The Albuquerque Journal, a newspaper in the U.S. state of New Mexico, ran an alarming headline in its May 27th edition in 1993: “MYSTERY FLU KILLS 6 IN TRIBAL AREA”. The article told a story that had first come to light two weeks earlier, when a 19-year-old man was rushed to the emergency department of the Indian Medical Centre in Gallup.  

The man, a Native American from the Navajo tribe, had been travelling with his family to his fiancée’s funeral when he began struggling to breathe in the car’s back seat. The family veered off the road to call for an ambulance. Both the first responders and, later, the emergency room doctors tried to revive the victim with cardiopulmonary resuscitation, but their efforts were in vain. The young man’s lungs were flooded with fluid. He had effectively drowned.  

The ER doctors were shocked, not only at the speed and dramatic nature of the man’s death, but by the similarity of the case to that of a young woman a few weeks earlier who had suffered the same symptoms and also died. 

Over the next few weeks, more than a dozen more people in the area contracted the deadly disease, many of them young Navajos.  

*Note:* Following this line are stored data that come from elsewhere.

//! Request ID middleware for request tracing and correlation.
//!
//! An upstream `x-request-id` is reused when it looks sane, otherwise a UUID
//! v4 is generated. The ID is recorded on the tracing span, tagged in the
//! Sentry scope and echoed in the response.

use axum::{extract::Request, http::HeaderValue, middleware::Next, response::Response};
use tracing::Span;
use uuid::Uuid;

/// The HTTP header name for request IDs.
pub const REQUEST_ID_HEADER: &str = "x-request-id";

/// Longest upstream request ID accepted.
const MAX_REQUEST_ID_LEN: usize = 128;

fn upstream_id(value: &str) -> Option<&str> {
    let value = value.trim();
    (!value.is_empty()
        && value.len() <= MAX_REQUEST_ID_LEN
        && value.bytes().all(|b| b.is_ascii_graphic()))
    .then_some(value)
}

/// Middleware that ensures every request has a unique request ID.
pub async fn request_id_middleware(request: Request, next: Next) -> Response {
    let request_id = request
        .headers()
        .get(REQUEST_ID_HEADER)
        .and_then(|h| h.to_str().ok())
        .and_then(upstream_id)
        .map_or_else(|| Uuid::new_v4().to_string(), String::from);

    Span::current().record("request_id", &request_id);
    sentry::configure_scope(|scope| {
        scope.set_tag("request_id", &request_id);
    });

    let mut response = next.run(request).await;
    if let Ok(value) = HeaderValue::from_str(&request_id) {
        response.headers_mut().insert(REQUEST_ID_HEADER, value);
    }
    response
}

#[cfg(test)]
#[allow(clippy::unwrap_used)]
mod tests {
    use axum::{Router, body::Body, middleware, routing::get};
    use tower::ServiceExt;

    use super::*;

    fn app() -> Router {
        Router::new()
            .route("/", get(|| async { "ok" }))
            .layer(middleware::from_fn(request_id_middleware))
    }

    #[test]
    fn test_upstream_id_validation() {
        assert_eq!(upstream_id(" abc-123 "), Some("abc-123"));
        assert_eq!(upstream_id(""), None);
        assert_eq!(upstream_id("has space"), None);
        assert_eq!(upstream_id(&"x".repeat(200)), None);
    }

    #[tokio::test]
    async fn test_reuses_upstream_id() {
        let response = app()
            .oneshot(
                Request::builder()
                    .uri("/")
                    .header(REQUEST_ID_HEADER, "edge-42")
                    .body(Body::empty())
                    .unwrap(),
            )
            .await
            .unwrap();
        assert_eq!(response.headers().get(REQUEST_ID_HEADER).unwrap(), "edge-42");
    }

    #[tokio::test]
    async fn test_generates_id_when_missing() {
        let response = app()
            .oneshot(Request::builder().uri("/").body(Body::empty()).unwrap())
            .await
            .unwrap();
        let id = response.headers().get(REQUEST_ID_HEADER).unwrap().to_str().unwrap();
        assert!(Uuid::parse_str(id).is_ok());
    }
}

During the same period, doctors and public health officials tried desperately to identify what was causing the outbreak. On June 11th, 1993, the weekly Morbidity And Mortality report from the U.S. Centers for Disease Prevention and Control (CDC) revealed that the mystery pathogen was “a previously unrecognized Hantavirus”.  

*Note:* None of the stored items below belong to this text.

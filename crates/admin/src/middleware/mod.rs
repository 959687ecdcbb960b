//! HTTP middleware stack for admin.
//!
//! # Middleware Order (outermost first)
//!
//! 1. Sentry layers (capture errors, transactions)
//! 2. `TraceLayer` (request tracing)
//! 3. Request ID (add unique ID to each request)
//! 4. Security headers (stricter CSP, HSTS, no caching)
//! 5. Session layer (tower-sessions with `PostgreSQL` store)
//!
//! Authentication is enforced per handler by the [`auth`] extractors.

pub mod auth;
pub mod request_id;
pub mod security_headers;
pub mod session;

pub use auth::{RequireAdminAuth, RequireWriteAccess, clear_current_admin, set_current_admin};
pub use request_id::request_id_middleware;
pub use security_headers::security_headers_middleware;
pub use session::create_session_layer;
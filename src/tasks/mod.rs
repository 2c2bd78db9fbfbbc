//! Background tasks module
//!
//! This module contains background tasks that run alongside the HTTP server.

pub mod countdown;
pub mod notification_dispatch;

// Re-export main functions
pub use countdown::countdown_task;
pub use notification_dispatch::notification_task;
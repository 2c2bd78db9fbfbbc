//! Tick drivers: the "schedule repeating tick / cancel" capability

use std::{
    sync::{Arc, Mutex},
    time::Duration,
};
use tokio::{
    sync::mpsc,
    task::JoinHandle,
    time::{interval, MissedTickBehavior},
};
use tracing::{debug, trace};

/// A tick emitted by a driver, tagged with the registration it belongs to
#[derive(Debug, Clone, Copy, PartialEq, Eq)]
pub struct Tick {
    pub generation: u64,
}

/// Something that can deliver periodic ticks until cancelled
pub trait TickDriver: Send {
    /// Start delivering ticks tagged with `generation` every `period`
    fn begin(&mut self, generation: u64, period: Duration);

    /// Stop delivering ticks. Must take effect before returning.
    fn cancel(&mut self);

    fn is_active(&self) -> bool;
}

/// Driver backed by a tokio interval task feeding a tick channel
#[derive(Debug)]
pub struct TokioTickDriver {
    tick_tx: mpsc::UnboundedSender<Tick>,
    handle: Option<JoinHandle<()>>,
}

impl TokioTickDriver {
    /// Create a driver together with the receiving end of its tick channel
    pub fn new() -> (Self, mpsc::UnboundedReceiver<Tick>) {
        let (tick_tx, tick_rx) = mpsc::unbounded_channel();
        (
            Self {
                tick_tx,
                handle: None,
            },
            tick_rx,
        )
    }
}

impl TickDriver for TokioTickDriver {
    fn begin(&mut self, generation: u64, period: Duration) {
        self.cancel();

        let tick_tx = self.tick_tx.clone();
        debug!("Registering tick driver generation {}", generation);
        self.handle = Some(tokio::spawn(async move {
            let mut ticker = interval(period);
            ticker.set_missed_tick_behavior(MissedTickBehavior::Delay);
            // The first tick completes immediately; a countdown should not
            // decrement at the moment it is started.
            ticker.tick().await;

            loop {
                ticker.tick().await;
                trace!("Tick for generation {}", generation);
                if tick_tx.send(Tick { generation }).is_err() {
                    debug!("Tick receiver dropped, stopping driver");
                    break;
                }
            }
        }));
    }

    fn cancel(&mut self) {
        if let Some(handle) = self.handle.take() {
            handle.abort();
            debug!("Tick driver cancelled");
        }
    }

    fn is_active(&self) -> bool {
        self.handle.as_ref().is_some_and(|h| !h.is_finished())
    }
}

impl Drop for TokioTickDriver {
    fn drop(&mut self) {
        self.cancel();
    }
}

/// Observations recorded by a [`ManualTickDriver`]
#[derive(Debug, Default)]
pub struct ManualDriverLog {
    pub begins: Vec<(u64, Duration)>,
    pub cancels: usize,
    /// Number of drivers currently registered
    pub active: usize,
    /// Highest number of drivers ever registered at the same time
    pub max_active: usize,
}

/// Driver that never fires on its own; callers advance time by calling
/// the controller's tick entry points directly.
///
/// Every `begin` counts as a fresh registration, like a browser interval,
/// so a controller that forgets to guard against double starts shows up
/// as `max_active > 1`.
#[derive(Debug, Clone, Default)]
pub struct ManualTickDriver {
    log: Arc<Mutex<ManualDriverLog>>,
}

impl ManualTickDriver {
    pub fn new() -> Self {
        Self::default()
    }

    /// Shared log, readable after the driver has been moved into a controller
    pub fn log(&self) -> Arc<Mutex<ManualDriverLog>> {
        Arc::clone(&self.log)
    }
}

impl TickDriver for ManualTickDriver {
    fn begin(&mut self, generation: u64, period: Duration) {
        if let Ok(mut log) = self.log.lock() {
            log.begins.push((generation, period));
            log.active += 1;
            log.max_active = log.max_active.max(log.active);
        }
    }

    fn cancel(&mut self) {
        if let Ok(mut log) = self.log.lock() {
            if log.active > 0 {
                log.cancels += 1;
                log.active -= 1;
            }
        }
    }

    fn is_active(&self) -> bool {
        self.log.lock().map(|log| log.active > 0).unwrap_or(false)
    }
}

The novel viral villain belonged to the Hantavirus family—a group of viruses normally carried by rats, mice and other rodents and known to cause severe disease in people. The Hantavirus family is one of The Viral Most Wanted. 

 

One Big Close-Knit Family?

Yes, the Hantavirus Family is a fairly close-knit group of viruses, many of which can cause various diseases and syndromes in people all across the world. The family has two distinct subgroups: the Old World Hantaviruses, found in Africa, Asia and Europe; and the New World Hantaviruses, found in the Americas. While the two subgroups are related, they are also distinct in that they cause very different types of illness in their human victims. Viruses in the New World subgroup cause a disease known as Hantavirus Pulmonary Syndrome, or HPS, while viruses in the Old World subgroup cause a disease known as Haemorrhagic Fever with Renal Syndrome, or HFRS.  

 

Prime Suspects 

In causing disease and death in the Americas, the most notorious suspects from the Hantavirus family are Sin Nombre Virus and Andes Virus, both of which are members of the New World Hantavirus subgroup. Other notable culprits in the Hantavirus family are Seoul Virus, Hantaan Virus, Dobrava Virus, Puumala Virus and Saaremaa Virus, all of which belong to the Old World subgroup.  

 

Nicknames and Aliases

Ironically, it is the Hantavirus currently known as Sin Nombre Virus—the Spanish for “the virus with no name”—that has gone through the most name changes and had the most aliases. Originally referred to as Four Corners Virus, the novel Hantavirus that was identified in the 1993 New Mexico outbreak, described above, took its first name from the region where it originally emerged. The U.S. states of New Mexico, Arizona, Utah and Colorado come together at Four Corners.  At times, this novel Hantavirus was also nicknamed Convict Creek Virus and known by the alias Muerto Canyon Virus before it acquired its current title of Sin Nombre Virus.  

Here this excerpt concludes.